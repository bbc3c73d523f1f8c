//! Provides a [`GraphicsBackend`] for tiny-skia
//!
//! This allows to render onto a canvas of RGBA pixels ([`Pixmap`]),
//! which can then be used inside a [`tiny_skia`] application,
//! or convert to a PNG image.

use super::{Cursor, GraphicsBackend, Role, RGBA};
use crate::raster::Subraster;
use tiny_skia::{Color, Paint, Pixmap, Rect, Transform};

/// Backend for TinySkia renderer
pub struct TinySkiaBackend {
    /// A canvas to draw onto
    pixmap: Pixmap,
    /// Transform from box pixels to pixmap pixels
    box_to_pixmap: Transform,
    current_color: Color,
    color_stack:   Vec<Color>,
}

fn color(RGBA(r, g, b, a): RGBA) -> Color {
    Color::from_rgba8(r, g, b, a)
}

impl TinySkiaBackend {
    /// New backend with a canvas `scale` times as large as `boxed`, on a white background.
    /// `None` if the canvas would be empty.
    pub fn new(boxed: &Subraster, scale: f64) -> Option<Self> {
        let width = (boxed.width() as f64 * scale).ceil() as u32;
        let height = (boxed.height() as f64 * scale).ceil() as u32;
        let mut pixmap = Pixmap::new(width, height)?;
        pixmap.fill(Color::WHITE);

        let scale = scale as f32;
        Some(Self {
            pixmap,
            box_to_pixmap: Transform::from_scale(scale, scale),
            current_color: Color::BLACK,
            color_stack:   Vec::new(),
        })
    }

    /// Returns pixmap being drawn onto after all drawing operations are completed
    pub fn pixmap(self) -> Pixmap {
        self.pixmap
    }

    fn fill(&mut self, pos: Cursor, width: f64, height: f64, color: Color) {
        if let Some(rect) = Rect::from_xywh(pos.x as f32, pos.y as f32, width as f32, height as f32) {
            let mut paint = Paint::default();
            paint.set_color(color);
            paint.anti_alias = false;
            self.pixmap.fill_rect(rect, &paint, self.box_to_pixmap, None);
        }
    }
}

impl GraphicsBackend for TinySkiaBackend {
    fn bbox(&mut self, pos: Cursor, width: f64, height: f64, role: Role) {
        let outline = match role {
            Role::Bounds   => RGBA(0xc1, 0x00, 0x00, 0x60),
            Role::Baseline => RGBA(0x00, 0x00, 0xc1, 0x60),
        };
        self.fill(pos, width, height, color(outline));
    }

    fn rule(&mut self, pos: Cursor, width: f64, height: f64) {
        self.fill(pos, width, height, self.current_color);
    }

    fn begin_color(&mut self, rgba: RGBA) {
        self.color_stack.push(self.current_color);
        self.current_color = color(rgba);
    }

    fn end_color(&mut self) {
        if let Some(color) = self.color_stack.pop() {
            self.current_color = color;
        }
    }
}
----------
Work instruction
Look over the records above and say, with no extra words, how many lines include "GraphicsBackend".

Response to the exercise
3